* WHAT YOU WILL DO: After finding the line with "engine event types" in the data below, set down exactly each line through the one with "pub use metrics::init_metrics_recorder;", inclusive, and stop there.

* DATA SUPPLIED:
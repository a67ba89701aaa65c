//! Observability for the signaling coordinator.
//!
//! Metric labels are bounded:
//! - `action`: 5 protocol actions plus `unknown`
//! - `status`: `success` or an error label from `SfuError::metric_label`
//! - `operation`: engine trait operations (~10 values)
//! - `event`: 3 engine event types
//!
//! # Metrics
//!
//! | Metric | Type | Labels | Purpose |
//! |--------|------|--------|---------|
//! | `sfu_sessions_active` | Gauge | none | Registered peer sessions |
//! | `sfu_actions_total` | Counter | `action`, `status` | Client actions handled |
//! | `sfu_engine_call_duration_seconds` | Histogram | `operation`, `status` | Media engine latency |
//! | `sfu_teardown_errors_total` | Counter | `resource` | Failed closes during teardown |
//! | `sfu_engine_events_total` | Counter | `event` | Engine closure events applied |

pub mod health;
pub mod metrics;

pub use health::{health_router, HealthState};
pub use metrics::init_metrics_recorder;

---

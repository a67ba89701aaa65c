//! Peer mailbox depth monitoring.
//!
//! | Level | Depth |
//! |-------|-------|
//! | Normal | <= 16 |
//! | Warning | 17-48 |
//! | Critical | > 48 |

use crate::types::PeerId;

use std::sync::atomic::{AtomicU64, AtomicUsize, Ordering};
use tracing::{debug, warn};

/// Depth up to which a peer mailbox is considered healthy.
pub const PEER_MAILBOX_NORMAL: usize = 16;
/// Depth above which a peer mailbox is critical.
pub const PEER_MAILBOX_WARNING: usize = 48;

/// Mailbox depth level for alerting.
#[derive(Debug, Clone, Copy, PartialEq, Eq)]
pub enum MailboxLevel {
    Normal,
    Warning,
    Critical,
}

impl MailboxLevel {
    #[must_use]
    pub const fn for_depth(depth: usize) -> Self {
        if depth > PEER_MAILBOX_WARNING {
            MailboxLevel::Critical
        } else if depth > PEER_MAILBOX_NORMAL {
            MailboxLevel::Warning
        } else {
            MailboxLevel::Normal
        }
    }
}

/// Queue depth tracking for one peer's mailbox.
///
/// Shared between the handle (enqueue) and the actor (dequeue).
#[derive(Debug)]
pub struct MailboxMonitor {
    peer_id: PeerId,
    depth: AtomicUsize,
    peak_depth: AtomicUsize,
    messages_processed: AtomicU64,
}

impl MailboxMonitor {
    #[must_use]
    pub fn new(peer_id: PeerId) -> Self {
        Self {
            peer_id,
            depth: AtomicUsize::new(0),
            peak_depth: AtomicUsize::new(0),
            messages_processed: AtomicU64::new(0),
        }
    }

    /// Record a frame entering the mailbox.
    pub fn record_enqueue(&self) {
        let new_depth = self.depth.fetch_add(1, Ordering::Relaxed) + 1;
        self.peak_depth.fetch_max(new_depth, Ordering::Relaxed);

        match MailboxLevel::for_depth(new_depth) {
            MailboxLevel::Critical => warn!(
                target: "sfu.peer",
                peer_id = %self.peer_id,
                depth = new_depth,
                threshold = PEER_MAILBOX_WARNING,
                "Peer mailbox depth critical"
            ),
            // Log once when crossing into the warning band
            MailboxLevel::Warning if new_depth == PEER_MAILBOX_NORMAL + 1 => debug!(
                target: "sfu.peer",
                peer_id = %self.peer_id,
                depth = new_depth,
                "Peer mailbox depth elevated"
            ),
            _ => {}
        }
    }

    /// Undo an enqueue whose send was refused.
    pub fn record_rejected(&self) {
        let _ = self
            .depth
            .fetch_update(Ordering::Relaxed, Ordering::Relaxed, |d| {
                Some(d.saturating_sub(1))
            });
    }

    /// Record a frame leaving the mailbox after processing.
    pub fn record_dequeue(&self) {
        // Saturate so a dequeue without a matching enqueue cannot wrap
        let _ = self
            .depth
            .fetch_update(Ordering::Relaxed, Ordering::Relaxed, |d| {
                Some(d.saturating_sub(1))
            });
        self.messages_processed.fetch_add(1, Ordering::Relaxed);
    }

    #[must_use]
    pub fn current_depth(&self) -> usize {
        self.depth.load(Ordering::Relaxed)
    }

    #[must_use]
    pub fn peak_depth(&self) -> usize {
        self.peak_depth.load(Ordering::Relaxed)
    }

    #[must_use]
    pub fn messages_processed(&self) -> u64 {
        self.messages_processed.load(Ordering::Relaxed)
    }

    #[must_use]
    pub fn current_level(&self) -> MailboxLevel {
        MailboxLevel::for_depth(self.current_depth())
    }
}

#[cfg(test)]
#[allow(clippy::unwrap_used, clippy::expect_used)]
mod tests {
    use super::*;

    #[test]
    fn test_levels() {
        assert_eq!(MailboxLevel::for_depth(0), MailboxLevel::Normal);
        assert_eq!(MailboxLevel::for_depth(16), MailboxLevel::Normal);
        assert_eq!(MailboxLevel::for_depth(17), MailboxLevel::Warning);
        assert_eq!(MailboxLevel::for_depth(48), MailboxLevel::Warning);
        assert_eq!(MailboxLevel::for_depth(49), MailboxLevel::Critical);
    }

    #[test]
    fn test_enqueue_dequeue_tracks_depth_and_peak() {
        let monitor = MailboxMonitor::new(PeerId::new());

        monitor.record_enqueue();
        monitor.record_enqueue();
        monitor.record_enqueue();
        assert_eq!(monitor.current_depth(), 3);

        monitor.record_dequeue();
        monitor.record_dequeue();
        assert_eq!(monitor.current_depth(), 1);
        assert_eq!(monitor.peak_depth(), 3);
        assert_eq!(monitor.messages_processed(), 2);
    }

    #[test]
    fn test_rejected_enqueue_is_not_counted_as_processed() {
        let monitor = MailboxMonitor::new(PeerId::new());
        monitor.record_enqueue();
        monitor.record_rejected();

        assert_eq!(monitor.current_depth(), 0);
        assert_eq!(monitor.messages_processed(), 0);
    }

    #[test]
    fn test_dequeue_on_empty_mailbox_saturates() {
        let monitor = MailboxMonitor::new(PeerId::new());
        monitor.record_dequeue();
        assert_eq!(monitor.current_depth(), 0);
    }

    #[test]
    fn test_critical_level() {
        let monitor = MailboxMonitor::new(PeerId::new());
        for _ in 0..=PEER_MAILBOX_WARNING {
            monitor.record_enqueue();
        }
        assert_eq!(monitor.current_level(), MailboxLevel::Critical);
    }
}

--

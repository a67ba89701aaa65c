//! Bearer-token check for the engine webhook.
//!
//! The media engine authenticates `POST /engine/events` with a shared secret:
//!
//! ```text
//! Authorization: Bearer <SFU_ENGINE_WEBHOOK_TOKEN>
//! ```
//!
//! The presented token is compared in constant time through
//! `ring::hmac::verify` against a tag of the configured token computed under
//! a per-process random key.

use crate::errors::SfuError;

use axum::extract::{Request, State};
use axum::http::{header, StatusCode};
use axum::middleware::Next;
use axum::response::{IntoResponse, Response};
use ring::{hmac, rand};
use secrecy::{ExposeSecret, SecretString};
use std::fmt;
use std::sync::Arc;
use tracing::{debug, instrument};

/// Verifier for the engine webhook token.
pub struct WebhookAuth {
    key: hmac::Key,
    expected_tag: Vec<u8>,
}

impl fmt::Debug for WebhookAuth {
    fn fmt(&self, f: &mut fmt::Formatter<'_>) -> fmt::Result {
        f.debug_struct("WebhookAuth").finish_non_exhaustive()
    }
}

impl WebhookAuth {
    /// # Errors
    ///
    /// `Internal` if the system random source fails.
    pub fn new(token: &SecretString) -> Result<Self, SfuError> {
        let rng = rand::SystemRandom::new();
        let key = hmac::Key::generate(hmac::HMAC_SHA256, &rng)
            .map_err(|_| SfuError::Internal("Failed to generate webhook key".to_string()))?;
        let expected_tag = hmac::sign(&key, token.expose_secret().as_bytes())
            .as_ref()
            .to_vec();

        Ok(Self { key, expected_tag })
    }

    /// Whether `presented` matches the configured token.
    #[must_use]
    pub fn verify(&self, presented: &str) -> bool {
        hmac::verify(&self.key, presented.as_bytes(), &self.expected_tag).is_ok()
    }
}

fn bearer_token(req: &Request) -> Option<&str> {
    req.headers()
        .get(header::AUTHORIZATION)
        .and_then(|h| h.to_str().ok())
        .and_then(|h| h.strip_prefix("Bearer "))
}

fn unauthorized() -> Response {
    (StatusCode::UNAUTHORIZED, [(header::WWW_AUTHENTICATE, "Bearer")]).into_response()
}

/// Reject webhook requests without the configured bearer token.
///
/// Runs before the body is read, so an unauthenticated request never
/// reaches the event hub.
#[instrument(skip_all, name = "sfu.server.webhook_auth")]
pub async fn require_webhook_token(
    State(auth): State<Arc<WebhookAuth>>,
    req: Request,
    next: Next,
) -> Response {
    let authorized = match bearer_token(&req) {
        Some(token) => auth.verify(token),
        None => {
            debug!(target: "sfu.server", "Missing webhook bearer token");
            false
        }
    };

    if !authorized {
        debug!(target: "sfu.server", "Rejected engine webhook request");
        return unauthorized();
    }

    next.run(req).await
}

* PROBLEM SOLUTION:
//! - `event`: 3 engine event types
//!
//! # Metrics
//!
//! | Metric | Type | Labels | Purpose |
//! |--------|------|--------|---------|
//! | `sfu_sessions_active` | Gauge | none | Registered peer sessions |
//! | `sfu_actions_total` | Counter | `action`, `status` | Client actions handled |
//! | `sfu_engine_call_duration_seconds` | Histogram | `operation`, `status` | Media engine latency |
//! | `sfu_teardown_errors_total` | Counter | `resource` | Failed closes during teardown |
//! | `sfu_engine_events_total` | Counter | `event` | Engine closure events applied |

pub mod health;
pub mod metrics;

pub use health::{health_router, HealthState};
pub use metrics::init_metrics_recorder;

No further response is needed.